::: DATASET ENTRIES :::

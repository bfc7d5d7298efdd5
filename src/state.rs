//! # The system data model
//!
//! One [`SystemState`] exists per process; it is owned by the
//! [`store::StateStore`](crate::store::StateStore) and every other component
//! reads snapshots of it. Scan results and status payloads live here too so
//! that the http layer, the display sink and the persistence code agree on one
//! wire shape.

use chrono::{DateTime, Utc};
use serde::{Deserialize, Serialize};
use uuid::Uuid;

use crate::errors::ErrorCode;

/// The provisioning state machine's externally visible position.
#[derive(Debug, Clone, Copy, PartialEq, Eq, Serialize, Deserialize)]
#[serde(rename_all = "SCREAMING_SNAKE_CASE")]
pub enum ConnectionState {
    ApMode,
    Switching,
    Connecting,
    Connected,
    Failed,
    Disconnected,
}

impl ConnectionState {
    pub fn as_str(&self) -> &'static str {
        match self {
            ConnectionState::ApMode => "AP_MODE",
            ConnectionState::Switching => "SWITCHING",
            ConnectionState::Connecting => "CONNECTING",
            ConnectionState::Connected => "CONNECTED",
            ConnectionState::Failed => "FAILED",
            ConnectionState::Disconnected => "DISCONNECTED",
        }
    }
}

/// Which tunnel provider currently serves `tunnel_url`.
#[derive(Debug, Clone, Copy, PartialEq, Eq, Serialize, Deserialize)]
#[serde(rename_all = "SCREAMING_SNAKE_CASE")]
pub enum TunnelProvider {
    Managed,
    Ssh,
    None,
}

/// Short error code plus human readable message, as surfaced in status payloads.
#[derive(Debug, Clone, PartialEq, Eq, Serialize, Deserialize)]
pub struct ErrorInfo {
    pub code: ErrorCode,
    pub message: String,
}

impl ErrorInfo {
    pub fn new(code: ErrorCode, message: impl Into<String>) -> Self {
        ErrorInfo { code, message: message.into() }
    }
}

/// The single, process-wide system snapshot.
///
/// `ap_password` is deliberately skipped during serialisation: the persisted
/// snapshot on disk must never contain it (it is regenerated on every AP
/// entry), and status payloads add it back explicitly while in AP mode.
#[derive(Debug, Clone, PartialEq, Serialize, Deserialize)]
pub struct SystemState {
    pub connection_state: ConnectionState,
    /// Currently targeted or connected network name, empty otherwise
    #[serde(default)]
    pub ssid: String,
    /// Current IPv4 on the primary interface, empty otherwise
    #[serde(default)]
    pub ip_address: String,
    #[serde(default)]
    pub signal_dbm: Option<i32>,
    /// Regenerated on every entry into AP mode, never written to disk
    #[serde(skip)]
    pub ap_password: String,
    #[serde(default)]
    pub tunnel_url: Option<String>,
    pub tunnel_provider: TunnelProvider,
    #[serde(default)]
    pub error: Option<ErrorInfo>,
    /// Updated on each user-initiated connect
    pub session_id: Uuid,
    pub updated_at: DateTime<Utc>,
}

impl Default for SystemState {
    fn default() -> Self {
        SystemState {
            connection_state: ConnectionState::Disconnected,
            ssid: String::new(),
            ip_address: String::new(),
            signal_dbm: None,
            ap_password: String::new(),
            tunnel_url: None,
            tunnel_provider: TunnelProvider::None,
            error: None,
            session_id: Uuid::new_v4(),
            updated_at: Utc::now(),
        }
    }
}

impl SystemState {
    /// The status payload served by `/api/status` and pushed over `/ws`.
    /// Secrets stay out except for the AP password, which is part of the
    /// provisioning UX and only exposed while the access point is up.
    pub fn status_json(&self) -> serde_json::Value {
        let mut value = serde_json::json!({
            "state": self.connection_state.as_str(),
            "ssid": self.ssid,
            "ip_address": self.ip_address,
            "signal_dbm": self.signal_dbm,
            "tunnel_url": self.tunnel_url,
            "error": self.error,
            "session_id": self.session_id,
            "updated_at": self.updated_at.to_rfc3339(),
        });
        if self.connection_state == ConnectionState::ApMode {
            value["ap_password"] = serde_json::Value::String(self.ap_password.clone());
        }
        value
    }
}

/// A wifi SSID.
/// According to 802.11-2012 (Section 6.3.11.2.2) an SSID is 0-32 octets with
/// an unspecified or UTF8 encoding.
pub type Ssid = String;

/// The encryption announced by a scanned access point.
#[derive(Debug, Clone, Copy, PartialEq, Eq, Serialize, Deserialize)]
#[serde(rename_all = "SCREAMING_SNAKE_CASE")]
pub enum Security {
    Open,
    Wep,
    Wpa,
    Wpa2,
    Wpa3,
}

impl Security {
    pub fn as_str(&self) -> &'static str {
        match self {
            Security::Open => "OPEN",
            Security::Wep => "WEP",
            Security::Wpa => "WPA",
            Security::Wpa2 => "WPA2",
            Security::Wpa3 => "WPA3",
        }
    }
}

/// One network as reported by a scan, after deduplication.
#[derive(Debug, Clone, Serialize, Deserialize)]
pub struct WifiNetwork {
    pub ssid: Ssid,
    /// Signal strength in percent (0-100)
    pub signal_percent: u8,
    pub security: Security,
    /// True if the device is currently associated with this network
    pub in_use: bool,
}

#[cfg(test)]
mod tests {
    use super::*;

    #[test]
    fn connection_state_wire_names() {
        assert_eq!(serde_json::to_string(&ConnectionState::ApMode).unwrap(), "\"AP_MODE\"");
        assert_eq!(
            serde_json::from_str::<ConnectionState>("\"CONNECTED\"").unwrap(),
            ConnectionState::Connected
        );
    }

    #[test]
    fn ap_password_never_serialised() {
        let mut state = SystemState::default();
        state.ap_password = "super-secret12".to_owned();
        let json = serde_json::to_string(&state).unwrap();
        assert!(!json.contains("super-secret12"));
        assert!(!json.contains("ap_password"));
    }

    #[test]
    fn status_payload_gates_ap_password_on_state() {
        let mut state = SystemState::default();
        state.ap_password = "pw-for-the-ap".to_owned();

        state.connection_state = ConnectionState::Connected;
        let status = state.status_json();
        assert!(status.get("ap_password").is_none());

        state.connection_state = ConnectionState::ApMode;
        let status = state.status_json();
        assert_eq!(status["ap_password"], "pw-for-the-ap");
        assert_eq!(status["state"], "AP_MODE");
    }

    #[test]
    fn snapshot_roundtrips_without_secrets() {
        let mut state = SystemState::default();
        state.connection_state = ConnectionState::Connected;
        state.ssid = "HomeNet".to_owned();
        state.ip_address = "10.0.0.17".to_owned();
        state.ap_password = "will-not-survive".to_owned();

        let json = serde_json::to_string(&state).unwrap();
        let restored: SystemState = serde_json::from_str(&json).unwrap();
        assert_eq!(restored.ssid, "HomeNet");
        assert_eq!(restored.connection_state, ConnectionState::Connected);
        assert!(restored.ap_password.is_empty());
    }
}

:::

# [EXERCISE DIRECTIONS]
Could you write out all of the entries precisely as they stand?

# [SOLVED EXERCISE]
repository bfc7d5d7298efdd5
filename src/state.rs
//! # The system data model
//!
//! One [`SystemState`] exists per process; it is owned by the
//! [`store::StateStore`](crate::store::StateStore) and every other component
//! reads snapshots of it. Scan results and status payloads live here too so
//! that the http layer, the display sink and the persistence code agree on one
//! wire shape.

use chrono::{DateTime, Utc};
use serde::{Deserialize, Serialize};
use uuid::Uuid;

use crate::errors::ErrorCode;

/// The provisioning state machine's externally visible position.
#[derive(Debug, Clone, Copy, PartialEq, Eq, Serialize, Deserialize)]
#[serde(rename_all = "SCREAMING_SNAKE_CASE")]
pub enum ConnectionState {
    ApMode,
    Switching,
    Connecting,
    Connected,
    Failed,
    Disconnected,
}

impl ConnectionState {
    pub fn as_str(&self) -> &'static str {
        match self {
            ConnectionState::ApMode => "AP_MODE",
            ConnectionState::Switching => "SWITCHING",
            ConnectionState::Connecting => "CONNECTING",
            ConnectionState::Connected => "CONNECTED",
            ConnectionState::Failed => "FAILED",
            ConnectionState::Disconnected => "DISCONNECTED",
        }
    }
}

/// Which tunnel provider currently serves `tunnel_url`.
#[derive(Debug, Clone, Copy, PartialEq, Eq, Serialize, Deserialize)]
#[serde(rename_all = "SCREAMING_SNAKE_CASE")]
pub enum TunnelProvider {
    Managed,
    Ssh,
    None,
}

/// Short error code plus human readable message, as surfaced in status payloads.
#[derive(Debug, Clone, PartialEq, Eq, Serialize, Deserialize)]
pub struct ErrorInfo {
    pub code: ErrorCode,
    pub message: String,
}

impl ErrorInfo {
    pub fn new(code: ErrorCode, message: impl Into<String>) -> Self {
        ErrorInfo { code, message: message.into() }
    }
}

/// The single, process-wide system snapshot.
///
/// `ap_password` is deliberately skipped during serialisation: the persisted
/// snapshot on disk must never contain it (it is regenerated on every AP
/// entry), and status payloads add it back explicitly while in AP mode.
#[derive(Debug, Clone, PartialEq, Serialize, Deserialize)]
pub struct SystemState {
    pub connection_state: ConnectionState,
    /// Currently targeted or connected network name, empty otherwise
    #[serde(default)]
    pub ssid: String,
    /// Current IPv4 on the primary interface, empty otherwise
    #[serde(default)]
    pub ip_address: String,
    #[serde(default)]
    pub signal_dbm: Option<i32>,
    /// Regenerated on every entry into AP mode, never written to disk
    #[serde(skip)]
    pub ap_password: String,
    #[serde(default)]
    pub tunnel_url: Option<String>,
    pub tunnel_provider: TunnelProvider,
    #[serde(default)]
    pub error: Option<ErrorInfo>,
    /// Updated on each user-initiated connect
    pub session_id: Uuid,
    pub updated_at: DateTime<Utc>,
}

impl Default for SystemState {
    fn default() -> Self {
        SystemState {
            connection_state: ConnectionState::Disconnected,
            ssid: String::new(),
            ip_address: String::new(),
            signal_dbm: None,
            ap_password: String::new(),
            tunnel_url: None,
            tunnel_provider: TunnelProvider::None,
            error: None,
            session_id: Uuid::new_v4(),
            updated_at: Utc::now(),
        }
    }
}

impl SystemState {
    /// The status payload served by `/api/status` and pushed over `/ws`.
    /// Secrets stay out except for the AP password, which is part of the
    /// provisioning UX and only exposed while the access point is up.
    pub fn status_json(&self) -> serde_json::Value {
        let mut value = serde_json::json!({
            "state": self.connection_state.as_str(),
            "ssid": self.ssid,
            "ip_address": self.ip_address,
            "signal_dbm": self.signal_dbm,
            "tunnel_url": self.tunnel_url,
            "error": self.error,
            "session_id": self.session_id,
            "updated_at": self.updated_at.to_rfc3339(),
        });
        if self.connection_state == ConnectionState::ApMode {
            value["ap_password"] = serde_json::Value::String(self.ap_password.clone());
        }
        value
    }
}

/// A wifi SSID.
/// According to 802.11-2012 (Section 6.3.11.2.2) an SSID is 0-32 octets with
/// an unspecified or UTF8 encoding.
pub type Ssid = String;

/// The encryption announced by a scanned access point.
#[derive(Debug, Clone, Copy, PartialEq, Eq, Serialize, Deserialize)]
#[serde(rename_all = "SCREAMING_SNAKE_CASE")]
pub enum Security {
    Open,
    Wep,
    Wpa,
    Wpa2,
    Wpa3,
}

impl Security {
    pub fn as_str(&self) -> &'static str {
        match self {
            Security::Open => "OPEN",
            Security::Wep => "WEP",
            Security::Wpa => "WPA",
            Security::Wpa2 => "WPA2",
            Security::Wpa3 => "WPA3",
        }
    }
}

/// One network as reported by a scan, after deduplication.
#[derive(Debug, Clone, Serialize, Deserialize)]
pub struct WifiNetwork {
    pub ssid: Ssid,
    /// Signal strength in percent (0-100)
    pub signal_percent: u8,
    pub security: Security,
    /// True if the device is currently associated with this network
    pub in_use: bool,
}

#[cfg(test)]
mod tests {
    use super::*;

    #[test]
    fn connection_state_wire_names() {
        assert_eq!(serde_json::to_string(&ConnectionState::ApMode).unwrap(), "\"AP_MODE\"");
        assert_eq!(
            serde_json::from_str::<ConnectionState>("\"CONNECTED\"").unwrap(),
            ConnectionState::Connected
        );
    }

    #[test]
    fn ap_password_never_serialised() {
        let mut state = SystemState::default();
        state.ap_password = "super-secret12".to_owned();
        let json = serde_json::to_string(&state).unwrap();
        assert!(!json.contains("super-secret12"));
        assert!(!json.contains("ap_password"));
    }

    #[test]
    fn status_payload_gates_ap_password_on_state() {
        let mut state = SystemState::default();
        state.ap_password = "pw-for-the-ap".to_owned();

        state.connection_state = ConnectionState::Connected;
        let status = state.status_json();
        assert!(status.get("ap_password").is_none());

        state.connection_state = ConnectionState::ApMode;
        let status = state.status_json();
        assert_eq!(status["ap_password"], "pw-for-the-ap");
        assert_eq!(status["state"], "AP_MODE");
    }

    #[test]
    fn snapshot_roundtrips_without_secrets() {
        let mut state = SystemState::default();
        state.connection_state = ConnectionState::Connected;
        state.ssid = "HomeNet".to_owned();
        state.ip_address = "10.0.0.17".to_owned();
        state.ap_password = "will-not-survive".to_owned();

        let json = serde_json::to_string(&state).unwrap();
        let restored: SystemState = serde_json::from_str(&json).unwrap();
        assert_eq!(restored.ssid, "HomeNet");
        assert_eq!(restored.connection_state, ConnectionState::Connected);
        assert!(restored.ap_password.is_empty());
    }
}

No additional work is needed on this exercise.